■ DIRECTIONS FOR THIS TASK ■
Your task is to copy every line of the entries that contains "CommandExitStatus".

■ EXERCISE DATA ■
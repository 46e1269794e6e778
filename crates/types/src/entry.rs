//! The canonical entry model every source adapter converts into.

use serde::{Deserialize, Serialize};
use ts_rs::TS;

/// One rendered event of a session transcript.
///
/// `content` is a short human-readable rendering. `metadata` keeps the
/// original source record so downstream tooling can dig further.
#[derive(Debug, Clone, PartialEq, Serialize, Deserialize, TS)]
#[cfg_attr(feature = "codegen", ts(export, export_to = "../../../viewer/src/types/generated/"))]
pub struct NormalizedEntry {
    pub timestamp: Option<String>,
    pub entry_type: EntryType,
    pub content: String,
    #[ts(type = "unknown")]
    pub metadata: Option<serde_json::Value>,
}

impl NormalizedEntry {
    pub fn new(entry_type: EntryType, content: impl Into<String>) -> Self {
        Self {
            timestamp: None,
            entry_type,
            content: content.into(),
            metadata: None,
        }
    }

    pub fn user(content: impl Into<String>) -> Self {
        Self::new(EntryType::UserMessage, content)
    }

    pub fn assistant(content: impl Into<String>) -> Self {
        Self::new(EntryType::AssistantMessage, content)
    }

    pub fn system(content: impl Into<String>) -> Self {
        Self::new(EntryType::SystemMessage, content)
    }

    pub fn error(content: impl Into<String>) -> Self {
        Self::new(EntryType::ErrorMessage, content)
    }

    pub fn thinking(content: impl Into<String>) -> Self {
        Self::new(EntryType::Thinking, content)
    }

    pub fn tool_use(
        tool_name: impl Into<String>,
        action_type: ActionType,
        content: impl Into<String>,
    ) -> Self {
        Self::new(
            EntryType::ToolUse {
                tool_name: tool_name.into(),
                action_type,
            },
            content,
        )
    }

    pub fn with_timestamp(mut self, timestamp: Option<String>) -> Self {
        self.timestamp = timestamp;
        self
    }

    pub fn with_metadata(mut self, metadata: serde_json::Value) -> Self {
        self.metadata = Some(metadata);
        self
    }

    /// The action of a `tool_use` entry, if this is one.
    pub fn action(&self) -> Option<&ActionType> {
        match &self.entry_type {
            EntryType::ToolUse { action_type, .. } => Some(action_type),
            _ => None,
        }
    }

    pub fn action_mut(&mut self) -> Option<&mut ActionType> {
        match &mut self.entry_type {
            EntryType::ToolUse { action_type, .. } => Some(action_type),
            _ => None,
        }
    }
}

#[derive(Debug, Clone, PartialEq, Serialize, Deserialize, TS)]
#[cfg_attr(feature = "codegen", ts(export, export_to = "../../../viewer/src/types/generated/"))]
#[serde(tag = "type", rename_all = "snake_case")]
pub enum EntryType {
    UserMessage,
    AssistantMessage,
    SystemMessage,
    ErrorMessage,
    Thinking,
    ToolUse {
        tool_name: String,
        action_type: ActionType,
    },
}

/// What a tool invocation did.
#[derive(Debug, Clone, PartialEq, Serialize, Deserialize, TS)]
#[cfg_attr(feature = "codegen", ts(export, export_to = "../../../viewer/src/types/generated/"))]
#[serde(tag = "action", rename_all = "snake_case")]
pub enum ActionType {
    FileRead {
        path: String,
    },
    FileEdit {
        path: String,
        changes: Vec<FileChange>,
    },
    CommandRun {
        command: String,
        #[serde(default, skip_serializing_if = "Option::is_none")]
        result: Option<CommandRunResult>,
    },
    Search {
        query: String,
    },
    WebFetch {
        url: String,
    },
    Tool {
        tool_name: String,
        #[serde(default, skip_serializing_if = "Option::is_none")]
        #[ts(type = "unknown")]
        arguments: Option<serde_json::Value>,
        #[serde(default, skip_serializing_if = "Option::is_none")]
        result: Option<ToolResult>,
    },
    TaskCreate {
        #[serde(default, skip_serializing_if = "Option::is_none")]
        description: Option<String>,
    },
    PlanPresentation {
        plan: String,
    },
    TodoManagement {
        todos: Vec<TodoItem>,
        operation: String,
    },
}

#[derive(Debug, Clone, PartialEq, Eq, Serialize, Deserialize, TS)]
#[cfg_attr(feature = "codegen", ts(export, export_to = "../../../viewer/src/types/generated/"))]
#[serde(tag = "action", rename_all = "snake_case")]
pub enum FileChange {
    Write {
        content: String,
    },
    Delete,
    Rename {
        new_path: String,
    },
    Edit {
        unified_diff: String,
        has_line_numbers: bool,
    },
}

#[derive(Debug, Clone, PartialEq, Eq, Default, Serialize, Deserialize, TS)]
#[cfg_attr(feature = "codegen", ts(export, export_to = "../../../viewer/src/types/generated/"))]
pub struct CommandRunResult {
    #[serde(default, skip_serializing_if = "Option::is_none")]
    pub exit_status: Option<CommandExitStatus>,
    #[serde(default, skip_serializing_if = "Option::is_none")]
    pub output: Option<String>,
}

#[derive(Debug, Clone, Copy, PartialEq, Eq, Serialize, Deserialize, TS)]
#[cfg_attr(feature = "codegen", ts(export, export_to = "../../../viewer/src/types/generated/"))]
#[serde(tag = "type", rename_all = "snake_case")]
pub enum CommandExitStatus {
    ExitCode { code: i32 },
    Success { success: bool },
}

#[derive(Debug, Clone, Copy, PartialEq, Eq, Serialize, Deserialize, TS)]
#[cfg_attr(feature = "codegen", ts(export, export_to = "../../../viewer/src/types/generated/"))]
#[serde(rename_all = "snake_case")]
pub enum ToolResultValueType {
    Markdown,
    Json,
}

#[derive(Debug, Clone, PartialEq, Serialize, Deserialize, TS)]
#[cfg_attr(feature = "codegen", ts(export, export_to = "../../../viewer/src/types/generated/"))]
pub struct ToolResult {
    pub r#type: ToolResultValueType,
    #[ts(type = "unknown")]
    pub value: serde_json::Value,
}

impl ToolResult {
    pub fn markdown(text: impl Into<String>) -> Self {
        Self {
            r#type: ToolResultValueType::Markdown,
            value: serde_json::Value::String(text.into()),
        }
    }

    pub fn json(value: serde_json::Value) -> Self {
        Self {
            r#type: ToolResultValueType::Json,
            value,
        }
    }
}

#[derive(Debug, Clone, PartialEq, Eq, Serialize, Deserialize, TS)]
#[cfg_attr(feature = "codegen", ts(export, export_to = "../../../viewer/src/types/generated/"))]
pub struct TodoItem {
    pub content: String,
    pub status: String,
    #[serde(default, skip_serializing_if = "Option::is_none")]
    pub priority: Option<String>,
}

■ EXERCISE RESULT ■
    pub exit_status: Option<CommandExitStatus>,
pub enum CommandExitStatus {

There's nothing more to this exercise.